Standing Committee Vice Chairman of the Supreme People's Assembly
- In office 26 May 1990 – 5 September 1998

Personal details
- Born: 27 October 1920 Unsan County, Heianhoku-dō, Korea, Empire of Japan
- Died: 20 January 1999 (aged 78) Pyongyang, North Korea
- Resting place: Patriotic Martyrs' Cemetery, Pyongyang
- Citizenship: North Korea
- Party: Workers' Party of Korea
- Education: Pyongyang Gobo
- Alma mater: Rikkyo University

Korean name
- Hangul: 백인준
- RR: Baek Injun
- MR: Paek Injun

= Paek In-jun =

North Korean politician (1920–1999)

Paek In-jun (백인준; 27 October 1920 – 20 January 1999) was a North Korean writer and politician who served as a member of the Supreme People's Assembly, North Korea's unicameral parliament.

==Biography==
Paek was born in 1920 in Unsan County, Heianhoku-dō, Korea, Empire of Japan (now in North Pyongan Province, North Korea). He graduated from Pyongyang Gobo in 1938, studied theater in Seoul, and then moved to Japan to attend Rikkyo University. He returned to Pyongyang in 1946, where he became active in the General Union of North Korean Literature and Art. He participated in the Korean War as a military officer in the Korean People's Army, and was trusted with ideology and propaganda that thoroughly suited Kim Il Sung's tastes, and held key positions in the cabinet, including director of the Ministry of Culture. Since 1956, he has been an active writer for the Korea Writers' Union, and has served as the head of the North Pyongan Province branch of the Writers' Union, a writer for the Film and Literature Creation Company, and a writer. From the late 1960s, he became involved in film literature, producing films such as The Family of Choi Hak-shin and Among the Village People. He served as the head of the Baekdu Mountain Literary Creation Group, launched in 1968, where he also created the Five Revolutionary Operas. Based on this experience, he rose to the position of head of the Culture and Arts Department of the Administration Council. In 1985, he visited Seoul as the head of the art troupe of the North and South Korean hometown visiting delegation, and in the late 1980s, he served as chairman of the General Union of Korean Literature and Arts. In 1985 he participated in the writing of the script for One Second for a Feat film. In 1990 following the 1990 North Korean parliamentary election he became a member of the Supreme People's Assembly, North Korea's unicameral parliament and from 26 May 1990 to 5 September 1998 he served as Vice Chairman of the Standing Committee of the Supreme People's Assembly as well as Vice Chairman of the Supreme People's Assembly.
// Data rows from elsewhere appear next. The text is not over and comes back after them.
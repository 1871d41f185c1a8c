//! Per-party negotiation engine.
//!
//! One engine instance drives one participant's side of a call: it acquires
//! local media, creates and applies session descriptions, relays and buffers
//! connectivity candidates, and reports connectivity transitions back to the
//! signaling service. It reconciles exclusively against record snapshots
//! from the service's change feed; it never writes call state directly.

#![forbid(unsafe_code)]

pub mod engine;
pub mod media;
pub mod transport;

pub use engine::CallEngine;
pub use media::{AudioTrack, MediaSource};
pub use transport::{PeerTransport, TransportEvent, TransportFactory};
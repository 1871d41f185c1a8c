//! Gateway surface over the Peal signaling core.
//!
//! HTTP routes for the call operations, a WebSocket that streams record
//! snapshots to bound participants, session-token identity resolution, and
//! the background sweep that turns stale rings into missed calls.

#![forbid(unsafe_code)]

use std::sync::Arc;
use std::time::Duration;

use axum::{
    extract::State,
    http::{header, HeaderName, Method},
    response::IntoResponse,
    routing::{get, post},
    Json, Router,
};
use serde::Serialize;
use sqlx::SqlitePool;
use tower_http::cors::{Any, CorsLayer};

use peal_core::CallService;

pub mod auth;
pub mod calls;
pub mod ws;

#[derive(Clone)]
pub struct AppState {
    pub pool: SqlitePool,
    pub service: Arc<CallService>,
    pub connections: ws::ConnectionMap,
}

impl axum::extract::FromRef<AppState> for SqlitePool {
    fn from_ref(state: &AppState) -> Self {
        state.pool.clone()
    }
}

impl axum::extract::FromRef<AppState> for Arc<CallService> {
    fn from_ref(state: &AppState) -> Self {
        state.service.clone()
    }
}

impl axum::extract::FromRef<AppState> for ws::ConnectionMap {
    fn from_ref(state: &AppState) -> Self {
        state.connections.clone()
    }
}

#[derive(Serialize)]
struct RuntimeMetrics {
    active_ws_connections: usize,
    feed_subscribers: usize,
}

async fn health(State(state): State<AppState>) -> impl IntoResponse {
    let active_ws_connections = state.connections.read().await.len();
    Json(RuntimeMetrics {
        active_ws_connections,
        feed_subscribers: state.service.subscriber_count(),
    })
}

pub fn build_router(state: AppState) -> Router {
    Router::new()
        .route("/", get(|| async { "Peal Gateway Online" }))
        .route("/health", get(health))
        .route("/calls/initiate", post(calls::initiate))
        .route("/calls/answer", post(calls::answer))
        .route("/calls/connected", post(calls::mark_connected))
        .route("/calls/candidate", post(calls::send_candidate))
        .route("/calls/decline", post(calls::decline))
        .route("/calls/end", post(calls::end))
        .route("/calls/details", get(calls::details))
        .route("/calls/active", get(calls::active))
        .route("/ws", get(ws::ws_handler))
        .layer(
            CorsLayer::new()
                .allow_origin(Any)
                .allow_methods([Method::GET, Method::POST, Method::OPTIONS])
                .allow_headers([
                    header::CONTENT_TYPE,
                    header::AUTHORIZATION,
                    HeaderName::from_static("x-session-token"),
                ]),
        )
        .with_state(state)
}

/// Periodically expire unanswered rings into `missed`.
pub fn spawn_ring_timeout_sweeper(service: Arc<CallService>, interval: Duration) {
    tokio::spawn(async move {
        let mut ticker = tokio::time::interval(interval);
        loop {
            ticker.tick().await;
            match service.sweep_ring_timeouts().await {
                Ok(count) if count > 0 => {
                    tracing::info!("marked {} unanswered calls as missed", count)
                }
                Ok(_) => {}
                Err(err) => tracing::warn!("ring timeout sweep failed: {}", err),
            }
        }
    });
}
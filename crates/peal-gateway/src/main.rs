use std::collections::HashMap;
use std::net::SocketAddr;
use std::sync::Arc;
use std::time::Duration;

use sqlx::sqlite::SqlitePoolOptions;
use tokio::net::TcpListener;
use tokio::sync::RwLock;
use tracing_subscriber::{layer::SubscriberExt, util::SubscriberInitExt};

use peal_core::{store, CallService};
use peal_gateway::{auth, build_router, spawn_ring_timeout_sweeper, ws, AppState};

fn env_bool(name: &str, default: bool) -> bool {
    match std::env::var(name) {
        Ok(value) => matches!(
            value.trim().to_ascii_lowercase().as_str(),
            "1" | "true" | "yes" | "on"
        ),
        Err(_) => default,
    }
}

fn env_secs(name: &str, default: u64) -> Duration {
    Duration::from_secs(
        std::env::var(name)
            .ok()
            .and_then(|v| v.parse().ok())
            .unwrap_or(default),
    )
}

fn check_public_bind_allowed(addr: SocketAddr) -> anyhow::Result<()> {
    if addr.ip().is_loopback() {
        return Ok(());
    }
    if env_bool("PEAL_ALLOW_PUBLIC_BIND", false) {
        return Ok(());
    }
    Err(anyhow::anyhow!(
        "refusing non-loopback bind without PEAL_ALLOW_PUBLIC_BIND=1"
    ))
}

#[tokio::main]
async fn main() -> anyhow::Result<()> {
    tracing_subscriber::registry()
        .with(tracing_subscriber::EnvFilter::new(
            std::env::var("RUST_LOG").unwrap_or_else(|_| "peal_gateway=info,peal_core=info".into()),
        ))
        .with(tracing_subscriber::fmt::layer())
        .init();

    dotenv::dotenv().ok();

    let database_url =
        std::env::var("DATABASE_URL").unwrap_or_else(|_| "sqlite:peal.db?mode=rwc".to_string());

    let pool = SqlitePoolOptions::new()
        .max_connections(5)
        .connect(&database_url)
        .await
        .expect("failed to connect to database");
    tracing::info!("connected to signaling database");

    store::init_schema(&pool).await.expect("failed to create call schema");
    auth::init_schema(&pool).await.expect("failed to create session schema");

    let ring_timeout = env_secs("PEAL_RING_TIMEOUT_SECS", 30);
    let sweep_interval = env_secs("PEAL_SWEEP_INTERVAL_SECS", 5);

    let service = Arc::new(CallService::with_ring_timeout(pool.clone(), ring_timeout));
    let connections: ws::ConnectionMap = Arc::new(RwLock::new(HashMap::new()));

    spawn_ring_timeout_sweeper(service.clone(), sweep_interval);
    tokio::spawn(ws::run_feed_dispatcher(
        service.clone(),
        connections.clone(),
    ));

    let app_state = AppState {
        pool,
        service,
        connections,
    };
    let app = build_router(app_state);

    let bind_addr =
        std::env::var("PEAL_GATEWAY_BIND_ADDR").unwrap_or_else(|_| "127.0.0.1:3400".to_string());
    let addr: SocketAddr = bind_addr.parse()?;
    check_public_bind_allowed(addr)?;

    let listener = TcpListener::bind(addr).await?;
    tracing::info!("gateway listening on {}", listener.local_addr()?);

    axum::serve(listener, app).await?;

    Ok(())
}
In 1991, Paek In-jun Poetry Collection was published. In 1966, he was awarded the title of People's Artist (North Korea), and was the first North Korean artist to be awarded the title of Hero of Labour and the first artist who received the Order of Kim Il Sung in May 1980 and the National Reunification Prize. In 1994 following the death of Kim Il Sung, he was a member of its funeral commission. In July 1998 he was elected a member of the 10th convocation of the Supreme People's Assembly. He died in 1999.